● EXERCISE REQUIREMENTS:
A line belongs in the answer if it contains "args"; copy every such line from the entries below.

Stored data entries:
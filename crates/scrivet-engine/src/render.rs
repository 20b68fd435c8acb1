// SPDX-License-Identifier: Apache-2.0 OR MIT
use std::collections::HashMap;

use crate::ast::Node;
use crate::error::RenderError;
use crate::options::RenderOptions;
use crate::parser;
use crate::scope::{Scope, ValueLookup};
use crate::value::Value;

/// Walks a node list, appending rendered output.
///
/// Strictly synchronous: the walk runs to completion or aborts on the first
/// error without leaving partial output in the caller's hands.
pub(crate) fn render_nodes(
    nodes: &[Node],
    ctx: &dyn ValueLookup,
    opts: &RenderOptions,
    out: &mut String,
) -> Result<(), RenderError> {
    for node in nodes {
        render_node(node, ctx, opts, out)?;
    }
    Ok(())
}

fn render_node(
    node: &Node,
    ctx: &dyn ValueLookup,
    opts: &RenderOptions,
    out: &mut String,
) -> Result<(), RenderError> {
    match node {
        Node::Text { text } => out.push_str(text),
        Node::Comment => {}
        Node::Variable { name, format } => {
            let value = ctx.lookup(name)?;
            if value.is_null() {
                out.push_str(&opts.variable_not_found(name, ctx));
            } else if let Some(pattern) = format {
                out.push_str(&opts.format_value(&value, pattern)?);
            } else {
                out.push_str(&value.to_string());
            }
        }
        Node::IfTrue { condition, body } => {
            if ctx.lookup(condition)?.is_truthy() {
                render_nodes(body, ctx, opts, out)?;
            }
        }
        Node::IfFalse { condition, body } => {
            if !ctx.lookup(condition)?.is_truthy() {
                render_nodes(body, ctx, opts, out)?;
            }
        }
        Node::IfEq {
            variable,
            literal,
            body,
        } => {
            if ctx.lookup(variable)?.to_string() == *literal {
                render_nodes(body, ctx, opts, out)?;
            }
        }
        Node::UnlessEq {
            variable,
            literal,
            body,
        } => {
            if ctx.lookup(variable)?.to_string() != *literal {
                render_nodes(body, ctx, opts, out)?;
            }
        }
        Node::GreaterThan {
            variable,
            literal,
            body,
        } => render_comparison(ctx, opts, out, variable, *literal, body, |k, n| k > n)?,
        Node::LessThan {
            variable,
            literal,
            body,
        } => render_comparison(ctx, opts, out, variable, *literal, body, |k, n| k < n)?,
        Node::GreaterThanOrEq {
            variable,
            literal,
            body,
        } => render_comparison(ctx, opts, out, variable, *literal, body, |k, n| k >= n)?,
        Node::LessThanOrEq {
            variable,
            literal,
            body,
        } => render_comparison(ctx, opts, out, variable, *literal, body, |k, n| k <= n)?,
        Node::IfHasMany { iterable, body } => {
            if has_many(&ctx.lookup(iterable)?) {
                render_nodes(body, ctx, opts, out)?;
            }
        }
        Node::UnlessHasMany { iterable, body } => {
            if has_at_most_one(&ctx.lookup(iterable)?) {
                render_nodes(body, ctx, opts, out)?;
            }
        }
        Node::Loop { iterable, body } => {
            let value = ctx.lookup(iterable)?;
            match &value {
                Value::Seq(items) => {
                    let total = items.len();
                    for (index, item) in items.iter().enumerate() {
                        let scope = Scope::step(ctx, item, None, index, total);
                        render_nodes(body, &scope, opts, out)?;
                    }
                }
                Value::Map(entries) => {
                    let total = entries.len();
                    for (index, (key, item)) in entries.iter().enumerate() {
                        let scope = Scope::step(ctx, item, Some(key), index, total);
                        render_nodes(body, &scope, opts, out)?;
                    }
                }
                _ => {}
            }
        }
        Node::First { iterable, body } => {
            let value = ctx.lookup(iterable)?;
            match &value {
                Value::Seq(items) => {
                    if let Some(item) = items.first() {
                        let scope = Scope::edge(ctx, item, None);
                        render_nodes(body, &scope, opts, out)?;
                    }
                }
                Value::Map(entries) => {
                    if let Some((key, item)) = entries.iter().next() {
                        let scope = Scope::edge(ctx, item, Some(key));
                        render_nodes(body, &scope, opts, out)?;
                    }
                }
                _ => {}
            }
        }
        Node::Last { iterable, body } => {
            let value = ctx.lookup(iterable)?;
            match &value {
                Value::Seq(items) => {
                    if let Some(item) = items.last() {
                        let scope = Scope::edge(ctx, item, None);
                        render_nodes(body, &scope, opts, out)?;
                    }
                }
                Value::Map(entries) => {
                    if let Some((key, item)) = entries.iter().next_back() {
                        let scope = Scope::edge(ctx, item, Some(key));
                        render_nodes(body, &scope, opts, out)?;
                    }
                }
                _ => {}
            }
        }
        Node::Length { iterable } => {
            let value = ctx.lookup(iterable)?;
            out.push_str(&value.length().to_string());
        }
        Node::Index { variable, index } => {
            let Some(raw) = index else {
                return Ok(());
            };
            let key = resolve_index_key(raw, ctx)?;
            let target = ctx.lookup(variable)?;
            match &target {
                Value::Seq(items) => {
                    if let Ok(position) = key.parse::<usize>() {
                        if let Some(item) = items.get(position) {
                            out.push_str(&item.to_string());
                        }
                    }
                }
                Value::Map(entries) => {
                    if let Some(item) = entries.get(key.as_str()) {
                        out.push_str(&item.to_string());
                    }
                }
                _ => {}
            }
        }
        Node::Include { path } => {
            let source = opts
                .load_include(path)
                .map_err(|source| RenderError::Include {
                    path: path.clone(),
                    source,
                })?;
            let nodes = parser::parse_source(&source).map_err(|err| RenderError::Include {
                path: path.clone(),
                source: Box::new(err),
            })?;
            // Included templates join the caller's scope chain as-is.
            render_nodes(&nodes, ctx, opts, out)?;
        }
        Node::Macro { name, args } => {
            let mut rendered = HashMap::with_capacity(args.len());
            for arg in args {
                let mut buffer = String::new();
                render_nodes(&arg.body, ctx, opts, &mut buffer)?;
                rendered.insert(arg.name.clone(), buffer);
            }
            let callable = opts
                .macro_named(name)
                .ok_or_else(|| RenderError::NoSuchMacro { name: name.clone() })?;
            out.push_str(&callable.apply(&rendered)?);
        }
    }
    Ok(())
}

fn render_comparison(
    ctx: &dyn ValueLookup,
    opts: &RenderOptions,
    out: &mut String,
    variable: &str,
    literal: i64,
    body: &[Node],
    cmp: fn(i64, i64) -> bool,
) -> Result<(), RenderError> {
    // A value whose projection does not parse as an integer fails the test.
    let holds = match ctx.lookup(variable)?.as_int() {
        Some(actual) => cmp(actual, literal),
        None => false,
    };
    if holds {
        render_nodes(body, ctx, opts, out)?;
    }
    Ok(())
}

/// `$if_has_many`: sequence-iterability with at least two elements. Maps are
/// not sequences and therefore never "many", whatever their entry count.
fn has_many(value: &Value) -> bool {
    match value.as_seq() {
        Some(items) => items.len() >= 2,
        None => false,
    }
}

/// `$unless_has_many`: null or a sequence of at most one element. A non-null
/// non-sequence satisfies neither predicate.
fn has_at_most_one(value: &Value) -> bool {
    match value {
        Value::Null => true,
        Value::Seq(items) => items.len() <= 1,
        _ => false,
    }
}

/// An index argument of the form `${NAME}` resolves `NAME` in the current
/// scope and uses its projection as the key; anything else is the key
/// verbatim.
fn resolve_index_key(raw: &str, ctx: &dyn ValueLookup) -> Result<String, RenderError> {
    if let Some(name) = raw.strip_prefix("${").and_then(|r| r.strip_suffix('}')) {
        return Ok(ctx.lookup(name)?.to_string());
    }
    Ok(raw.to_string())
}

● ANSWER TO THE PROBLEM:
        Node::Macro { name, args } => {
            let mut rendered = HashMap::with_capacity(args.len());
            for arg in args {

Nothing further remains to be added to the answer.